[Stored data]

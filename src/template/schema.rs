//! Parameter schemas: which values a template may reference for a given
//! entity kind, and how to pull them out of the entity store.

use serde::{Deserialize, Serialize};
use serde_json::{Map, Value};

use crate::assets::{AssetRef, Entity, EntityStore};
use crate::Result;

/// Post-processing for a scalar attribute.
pub type Transform = fn(&Value) -> Value;

/// Schemas refer to each other (a location has a parent location), so nested
/// schemas are built on demand.
pub type SchemaProvider = fn() -> TemplateSchema;

#[derive(Clone)]
pub enum ParameterNode {
    /// A scalar field of the entity.
    Attribute {
        key: String,
        label: String,
        transform: Option<Transform>,
    },
    /// A single related entity described by another schema.
    Object {
        key: String,
        label: String,
        schema: SchemaProvider,
    },
    /// A list of related entities; `item_name` is the loop variable offered
    /// to template authors.
    Array {
        key: String,
        item_name: String,
        label: String,
        schema: SchemaProvider,
    },
}

impl ParameterNode {
    pub fn attribute(key: &str, label: &str) -> Self {
        ParameterNode::Attribute {
            key: key.to_string(),
            label: label.to_string(),
            transform: None,
        }
    }

    pub fn transformed(key: &str, label: &str, transform: Transform) -> Self {
        ParameterNode::Attribute {
            key: key.to_string(),
            label: label.to_string(),
            transform: Some(transform),
        }
    }

    pub fn object(key: &str, label: &str, schema: SchemaProvider) -> Self {
        ParameterNode::Object {
            key: key.to_string(),
            label: label.to_string(),
            schema,
        }
    }

    pub fn array(key: &str, item_name: &str, label: &str, schema: SchemaProvider) -> Self {
        ParameterNode::Array {
            key: key.to_string(),
            item_name: item_name.to_string(),
            label: label.to_string(),
            schema,
        }
    }

    pub fn key(&self) -> &str {
        match self {
            ParameterNode::Attribute { key, .. }
            | ParameterNode::Object { key, .. }
            | ParameterNode::Array { key, .. } => key,
        }
    }
}

/// Client-facing description of a parameter tree.
#[derive(Debug, Clone, PartialEq, Serialize, Deserialize)]
#[serde(tag = "type", rename_all = "lowercase")]
pub enum AvailableParameter {
    Attribute {
        key: String,
        label: String,
    },
    Object {
        key: String,
        label: String,
        properties: Vec<AvailableParameter>,
    },
    Array {
        key: String,
        label: String,
        #[serde(rename = "itemName")]
        item_name: String,
        items: Vec<AvailableParameter>,
    },
}

#[derive(Clone)]
pub struct TemplateSchema {
    pub root_key: String,
    pub label: String,
    pub target_kinds: Vec<String>,
    pub parameters: Vec<ParameterNode>,
}

impl TemplateSchema {
    pub fn accepts(&self, kind: &str) -> bool {
        self.target_kinds.iter().any(|k| k == kind)
    }

    /// Describe the schema as a single root object. A nested schema that is
    /// already being expanded higher up is listed without properties.
    pub fn compute_available_parameters(&self) -> AvailableParameter {
        let mut path = vec![self.root_key.clone()];
        AvailableParameter::Object {
            key: self.root_key.clone(),
            label: self.label.clone(),
            properties: self.describe(&mut path),
        }
    }

    fn describe(&self, path: &mut Vec<String>) -> Vec<AvailableParameter> {
        self.parameters
            .iter()
            .map(|node| match node {
                ParameterNode::Attribute { key, label, .. } => AvailableParameter::Attribute {
                    key: key.clone(),
                    label: label.clone(),
                },
                ParameterNode::Object { key, label, schema } => AvailableParameter::Object {
                    key: key.clone(),
                    label: label.clone(),
                    properties: nested(schema(), path),
                },
                ParameterNode::Array { key, item_name, label, schema } => AvailableParameter::Array {
                    key: key.clone(),
                    label: label.clone(),
                    item_name: item_name.clone(),
                    items: nested(schema(), path),
                },
            })
            .collect()
    }

    /// Values of `entity` for this schema. A foreign kind yields an empty map.
    /// With `as_root` the values are wrapped under the schema's root key.
    pub fn get_values(
        &self,
        entity: &Entity,
        as_root: bool,
        store: &dyn EntityStore,
        max_depth: usize,
    ) -> Result<Map<String, Value>> {
        if !self.accepts(&entity.kind) {
            log::warn!(
                "Schema {} does not apply to {} entities",
                self.root_key,
                entity.kind
            );
            return Ok(Map::new());
        }

        let mut path = Vec::new();
        let values = self.collect(entity, store, &mut path, max_depth)?;
        if as_root {
            let mut root = Map::new();
            root.insert(self.root_key.clone(), Value::Object(values));
            Ok(root)
        } else {
            Ok(values)
        }
    }

    fn collect(
        &self,
        entity: &Entity,
        store: &dyn EntityStore,
        path: &mut Vec<AssetRef>,
        remaining: usize,
    ) -> Result<Map<String, Value>> {
        path.push(entity.asset_ref());
        let mut values = Map::new();

        for node in &self.parameters {
            match node {
                ParameterNode::Attribute { key, transform, .. } => {
                    if let Some(raw) = entity.field(key) {
                        let value = match transform {
                            Some(transform) => transform(&raw),
                            None => raw,
                        };
                        values.insert(key.clone(), value);
                    }
                }
                ParameterNode::Object { key, schema, .. } => {
                    if remaining == 0 {
                        continue;
                    }
                    let Some(related) = store.related_one(entity, key)? else {
                        continue;
                    };
                    if path.contains(&related.asset_ref()) {
                        continue;
                    }
                    let nested = schema().collect(&related, store, path, remaining - 1)?;
                    values.insert(key.clone(), Value::Object(nested));
                }
                ParameterNode::Array { key, schema, .. } => {
                    let mut items = Vec::new();
                    if remaining > 0 {
                        let element = schema();
                        for related in store.related_many(entity, key)? {
                            if path.contains(&related.asset_ref()) {
                                continue;
                            }
                            let nested = element.collect(&related, store, path, remaining - 1)?;
                            items.push(Value::Object(nested));
                        }
                    }
                    values.insert(key.clone(), Value::Array(items));
                }
            }
        }

        path.pop();
        Ok(values)
    }
}

fn nested(schema: TemplateSchema, path: &mut Vec<String>) -> Vec<AvailableParameter> {
    if path.contains(&schema.root_key) {
        return Vec::new();
    }
    path.push(schema.root_key.clone());
    let described = schema.describe(path);
    path.pop();
    described
}

/// Schemas in lookup order; the first one targeting a kind wins.
#[derive(Clone, Default)]
pub struct SchemaRegistry {
    providers: Vec<SchemaProvider>,
}

impl SchemaRegistry {
    pub fn new() -> Self {
        Self::default()
    }

    pub fn register(&mut self, provider: SchemaProvider) {
        self.providers.push(provider);
    }

    pub fn for_kind(&self, kind: &str) -> Option<TemplateSchema> {
        self.providers
            .iter()
            .map(|provider| provider())
            .find(|schema| schema.accepts(kind))
    }

    pub fn by_root_key(&self, root_key: &str) -> Option<TemplateSchema> {
        self.providers
            .iter()
            .map(|provider| provider())
            .find(|schema| schema.root_key == root_key)
    }
}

= WORK TO BE COMPLETED =
Your whole answer should be one number, the count of lines in the records that hold "AvailableParameter".

= REPLY =
10